The early portions of the Hope series examined the resources available only in this solar system to counter a narrative carefully built up by elites since the industrial age. Prior to industrialism, elites had perverted concepts of spirituality to make people afraid of communication, exploration, and technology, hoping to keep them in thrall--in developmental stasis, as it were--to elite power. By lying to people about God not wanting them to read, to sail too far, or to look into telescopes, elites were able to prevent technological discoveries that resulted in people being able to communicate with one another across wider areas; to entrap and use more of the Earth's stored energy; to build all sorts of cool toys.

Capturing Industrialism

When people finally broke past the explicit barriers to technological progress, elites captured the industrial age.
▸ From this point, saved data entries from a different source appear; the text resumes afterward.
//! VBR metadata headers embedded in the first audio frame.
//!
//! Three sources of whole-stream frame/byte counts exist: a Xing header, a
//! VBRI header, or a full-file counting sweep when a stream drifts without
//! carrying either (see [`super::sync::full_sweep`]). All of them feed the
//! same derived playing-time and average-bitrate arithmetic.

use crate::mpeg::frame::{ChannelMode, FrameHeader, Layer, MpegVersion};

const XING_ID: &[u8; 4] = b"Xing";
const VBRI_ID: &[u8; 4] = b"VBRI";

// Both header kinds sit within the first 40 bytes of the frame.
const SCAN_WINDOW: usize = 40;

const XING_FRAMES_FLAG: u32 = 0x01;
const XING_BYTES_FLAG: u32 = 0x02;
const XING_TOC_FLAG: u32 = 0x04;
const XING_QUALITY_FLAG: u32 = 0x08;

/// Seek-table data carried by a VBRI header.
#[derive(Debug, Clone, PartialEq, Eq)]
pub struct VbriToc {
    pub entries: u16,
    pub scale: u16,
    pub bytes_per_entry: u16,
    pub frames_per_entry: u16,
}

/// VBR metadata found (or synthesized) for a stream.
#[derive(Debug, Clone, PartialEq)]
pub enum VbrHeader {
    /// No VBR metadata; the stream is taken to be CBR.
    Absent,
    Xing {
        frames: Option<u32>,
        /// Byte count from the header, or the file length when the header
        /// omits it.
        bytes: Option<u64>,
        toc: Option<Vec<u8>>,
        quality: Option<u32>,
    },
    Vbri {
        version: u16,
        quality: u16,
        frames: u32,
        bytes: u64,
        toc: VbriToc,
        /// Total header length: 26 fixed bytes plus the seek table.
        header_len: u32,
    },
    /// Counts measured by a full-file sweep of a VBR stream that carries no
    /// embedded header.
    Pseudo { frames: u32, bytes: u64 },
}

fn read_u16_be(data: &[u8], at: usize) -> Option<u16> {
    let bytes = data.get(at..at + 2)?;
    Some(u16::from_be_bytes([bytes[0], bytes[1]]))
}

fn read_u32_be(data: &[u8], at: usize) -> Option<u32> {
    let bytes = data.get(at..at + 4)?;
    Some(u32::from_be_bytes([bytes[0], bytes[1], bytes[2], bytes[3]]))
}

fn find_marker(frame: &[u8], id: &[u8; 4]) -> Option<usize> {
    let window = &frame[..frame.len().min(SCAN_WINDOW)];
    window.windows(id.len()).position(|w| w == id)
}

/// Expected Xing offset from frame start: 4 header bytes plus the Layer III
/// side information, whose size depends on version and channel count.
fn expected_xing_offset(header: &FrameHeader) -> usize {
    let mono = header.channel_mode == ChannelMode::Mono;
    match (header.version == MpegVersion::Mpeg1, mono) {
        (true, true) => 21,
        (true, false) => 36,
        (false, true) => 13,
        (false, false) => 21,
    }
}

impl VbrHeader {
    /// Look for VBR metadata in the first audio frame. `frame` starts at
    /// the frame's own header bytes; `file_len` substitutes for a missing
    /// byte count. Returns [`VbrHeader::Absent`] when nothing parseable is
    /// found.
    pub fn detect(header: &FrameHeader, frame: &[u8], file_len: u64) -> VbrHeader {
        if let Some(at) = find_marker(frame, XING_ID) {
            let expected = expected_xing_offset(header);
            if at != expected {
                log::warn!("Xing header found at offset {at}, expected {expected}");
            }
            if let Some(parsed) = parse_xing(frame, at, file_len) {
                return parsed;
            }
            log::warn!("truncated Xing header ignored");
        }
        if let Some(at) = find_marker(frame, VBRI_ID) {
            if at != 36 {
                log::warn!("VBRI header found at offset {at}, expected 36");
            }
            if let Some(parsed) = parse_vbri(frame, at) {
                return parsed;
            }
            log::warn!("corrupt VBRI header ignored");
        }
        VbrHeader::Absent
    }

    /// Total frame count, when known.
    pub fn frames(&self) -> Option<u32> {
        match self {
            VbrHeader::Absent => None,
            VbrHeader::Xing { frames, .. } => *frames,
            VbrHeader::Vbri { frames, .. } => Some(*frames),
            VbrHeader::Pseudo { frames, .. } => Some(*frames),
        }
    }

    /// Total audio byte count, when known.
    pub fn bytes(&self) -> Option<u64> {
        match self {
            VbrHeader::Absent => None,
            VbrHeader::Xing { bytes, .. } => *bytes,
            VbrHeader::Vbri { bytes, .. } => Some(*bytes),
            VbrHeader::Pseudo { bytes, .. } => Some(*bytes),
        }
    }

    /// Playing time in seconds derived from the frame count.
    pub fn playing_time_secs(&self, header: &FrameHeader) -> Option<f64> {
        let frames = self.frames()? as f64;
        Some(frames * time_per_frame(header))
    }

    /// Average bitrate in kbps derived from frame and byte counts.
    pub fn average_kbps(&self, header: &FrameHeader) -> Option<u32> {
        let seconds = self.playing_time_secs(header)?;
        if seconds <= 0.0 {
            return None;
        }
        let bits = self.bytes()? as f64 * 8.0;
        Some((bits / seconds / 1000.0).round() as u32)
    }
}

/// Seconds of audio per frame. The per-layer sample counts are for MPEG1;
/// later versions carry half as many samples per frame.
fn time_per_frame(header: &FrameHeader) -> f64 {
    let samples = match header.layer {
        Layer::Layer1 => 384.0,
        Layer::Layer2 | Layer::Layer3 => 1152.0,
    };
    let tpf = samples / header.sample_rate as f64;
    if header.version == MpegVersion::Mpeg1 {
        tpf
    } else {
        tpf / 2.0
    }
}

fn parse_xing(frame: &[u8], marker_at: usize, file_len: u64) -> Option<VbrHeader> {
    let mut at = marker_at + 4;
    let flags = read_u32_be(frame, at)?;
    at += 4;

    let frames = if flags & XING_FRAMES_FLAG != 0 {
        let n = read_u32_be(frame, at)?;
        at += 4;
        Some(n)
    } else {
        None
    };
    let bytes = if flags & XING_BYTES_FLAG != 0 {
        let n = read_u32_be(frame, at)?;
        at += 4;
        Some(n as u64)
    } else {
        // The frame count is still usable for timing if the byte count is
        // missing; fall back to the file length.
        Some(file_len)
    };
    let toc = if flags & XING_TOC_FLAG != 0 {
        let table = frame.get(at..at + 100)?.to_vec();
        at += 100;
        Some(table)
    } else {
        None
    };
    let quality = if flags & XING_QUALITY_FLAG != 0 {
        read_u32_be(frame, at)
    } else {
        None
    };

    Some(VbrHeader::Xing {
        frames,
        bytes,
        toc,
        quality,
    })
}

fn parse_vbri(frame: &[u8], marker_at: usize) -> Option<VbrHeader> {
    let at = marker_at + 4;
    let version = read_u16_be(frame, at)?;
    // Two bytes of encoder delay are skipped.
    let quality = read_u16_be(frame, at + 4)?;
    let bytes = read_u32_be(frame, at + 6)? as u64;
    let frames = read_u32_be(frame, at + 10)?;
    let entries = read_u16_be(frame, at + 14)?;
    let scale = read_u16_be(frame, at + 16)?;
    let bytes_per_entry = read_u16_be(frame, at + 18)?;
    let frames_per_entry = read_u16_be(frame, at + 20)?;

    if bytes_per_entry > 4 {
        return None;
    }

    Some(VbrHeader::Vbri {
        version,
        quality,
        frames,
        bytes,
        toc: VbriToc {
            entries,
            scale,
            bytes_per_entry,
            frames_per_entry,
        },
        header_len: 26 + entries as u32 * bytes_per_entry as u32,
    })
}

#[cfg(test)]
mod tests {
    use super::*;

    // MPEG1 Layer III, 128 kbps, 44.1 kHz, stereo.
    fn stereo_header() -> FrameHeader {
        FrameHeader::parse([0xFF, 0xFB, 0x90, 0x00]).unwrap()
    }

    fn xing_frame(flags: u32, fields: &[u32]) -> Vec<u8> {
        let mut frame = vec![0u8; 417];
        frame[..4].copy_from_slice(&[0xFF, 0xFB, 0x90, 0x00]);
        frame[36..40].copy_from_slice(XING_ID);
        frame[40..44].copy_from_slice(&flags.to_be_bytes());
        let mut at = 44;
        for f in fields {
            frame[at..at + 4].copy_from_slice(&f.to_be_bytes());
            at += 4;
        }
        frame
    }

    #[test]
    fn test_detect_absent() {
        let frame = vec![0u8; 417];
        let h = stereo_header();
        assert_eq!(VbrHeader::detect(&h, &frame, 417), VbrHeader::Absent);
    }

    #[test]
    fn test_xing_frames_and_bytes() {
        let frame = xing_frame(0x03, &[4096, 1_500_000]);
        let h = stereo_header();
        let vbr = VbrHeader::detect(&h, &frame, 2_000_000);
        assert_eq!(vbr.frames(), Some(4096));
        assert_eq!(vbr.bytes(), Some(1_500_000));
    }

    #[test]
    fn test_xing_missing_bytes_falls_back_to_file_len() {
        let frame = xing_frame(0x01, &[4096]);
        let h = stereo_header();
        let vbr = VbrHeader::detect(&h, &frame, 2_000_000);
        assert_eq!(vbr.frames(), Some(4096));
        assert_eq!(vbr.bytes(), Some(2_000_000));
    }

    #[test]
    fn test_xing_with_toc_and_quality() {
        let mut frame = xing_frame(0x0F, &[4096, 1_500_000]);
        for i in 0..100 {
            frame[52 + i] = i as u8;
        }
        frame[152..156].copy_from_slice(&57u32.to_be_bytes());
        let h = stereo_header();
        match VbrHeader::detect(&h, &frame, 2_000_000) {
            VbrHeader::Xing { toc, quality, .. } => {
                let toc = toc.unwrap();
                assert_eq!(toc.len(), 100);
                assert_eq!(toc[99], 99);
                assert_eq!(quality, Some(57));
            }
            other => panic!("expected Xing, got {other:?}"),
        }
    }

    #[test]
    fn test_xing_playing_time_and_average() {
        let frame = xing_frame(0x03, &[4096, 1_500_000]);
        let h = stereo_header();
        let vbr = VbrHeader::detect(&h, &frame, 2_000_000);
        // 4096 * 1152 / 44100 = 107.01 seconds
        let secs = vbr.playing_time_secs(&h).unwrap();
        assert!((secs - 107.01).abs() < 0.01);
        // 1_500_000 * 8 / 107.01 / 1000 = 112 kbps
        assert_eq!(vbr.average_kbps(&h), Some(112));
    }

    #[test]
    fn test_vbri_parse() {
        let mut frame = vec![0u8; 1044];
        frame[..4].copy_from_slice(&[0xFF, 0xFB, 0x90, 0x00]);
        frame[36..40].copy_from_slice(VBRI_ID);
        frame[40..42].copy_from_slice(&1u16.to_be_bytes()); // version
        frame[42..44].copy_from_slice(&576u16.to_be_bytes()); // delay, skipped
        frame[44..46].copy_from_slice(&80u16.to_be_bytes()); // quality
        frame[46..50].copy_from_slice(&1_234_567u32.to_be_bytes()); // bytes
        frame[50..54].copy_from_slice(&3000u32.to_be_bytes()); // frames
        frame[54..56].copy_from_slice(&120u16.to_be_bytes()); // toc entries
        frame[56..58].copy_from_slice(&1u16.to_be_bytes()); // scale
        frame[58..60].copy_from_slice(&2u16.to_be_bytes()); // bytes/entry
        frame[60..62].copy_from_slice(&25u16.to_be_bytes()); // frames/entry
        let h = stereo_header();
        match VbrHeader::detect(&h, &frame, 2_000_000) {
            VbrHeader::Vbri {
                version,
                quality,
                frames,
                bytes,
                toc,
                header_len,
            } => {
                assert_eq!(version, 1);
                assert_eq!(quality, 80);
                assert_eq!(frames, 3000);
                assert_eq!(bytes, 1_234_567);
                assert_eq!(toc.entries, 120);
                assert_eq!(toc.bytes_per_entry, 2);
                assert_eq!(toc.frames_per_entry, 25);
                assert_eq!(header_len, 26 + 240);
            }
            other => panic!("expected Vbri, got {other:?}"),
        }
    }

    #[test]
    fn test_vbri_oversized_entries_rejected() {
        let mut frame = vec![0u8; 417];
        frame[..4].copy_from_slice(&[0xFF, 0xFB, 0x90, 0x00]);
        frame[36..40].copy_from_slice(VBRI_ID);
        frame[58..60].copy_from_slice(&9u16.to_be_bytes()); // bytes/entry > 4
        let h = stereo_header();
        assert_eq!(VbrHeader::detect(&h, &frame, 417), VbrHeader::Absent);
    }

    #[test]
    fn test_pseudo_derivations() {
        let h = stereo_header();
        let vbr = VbrHeader::Pseudo {
            frames: 2000,
            bytes: 810_000,
        };
        // 2000 * 1152 / 44100 = 52.24 s; 810000*8/52.24/1000 = 124.03 kbps
        let secs = vbr.playing_time_secs(&h).unwrap();
        assert!((secs - 52.24).abs() < 0.01);
        assert_eq!(vbr.average_kbps(&h), Some(124));
    }
}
Warning people that their inventions would be stolen by others if they didn't sell their inventions to elites, intellectual property was further developed to lock up new scientific breakthroughs in the hands of the ancient, inherited titles and capital that had stymied social and technological development for eons. As always, elites could rest on their laurels throughout early industrialism, using their control of governments, mass communication, land, aggregated labor, and armies to ensure that new technologies would be controlled. Inventors were occasionally granted a place in recorded history, while robber barons "owned" the "companies" that told workers how to think up, develop, and build new products using new technologies.

The advances of industrialism were infuriating to elites because they represented a chaotic breakthrough. After centuries upon centuries of starvation and war, travel and communication threatened to unite humanity. Even controlling technologies, enough traveling by commoners not under military control might break the idea of formal "states." Most formal "noble" distinctions had already been downsized during earlier phases, but enough communication and technology could have entirely eliminated the real barriers that kept the show going.

The World Wars were able to kick in and save elites from industrialism. By commodifying inventions, placing them under the control of corporations and governments, and using them to extract rents ("profits") from people, technology came to be seen (in many aspects rightly, though misplacedly) as a bad thing. Older generations sneered at younger generations' excitement at goodies, saying "We did without ______," not because they actually hated the product itself, but because they hated the way it was being used to re-deaden and exploit people. For a modern example, consider the internet, e-mail or Facebook--at their essence, they're really, really good venues for communication, but turned into a cheap commercial venture, they actually augment the stupid of the available zeitgeist (sic), possibly making things worse than they would've been without the availability of said technology.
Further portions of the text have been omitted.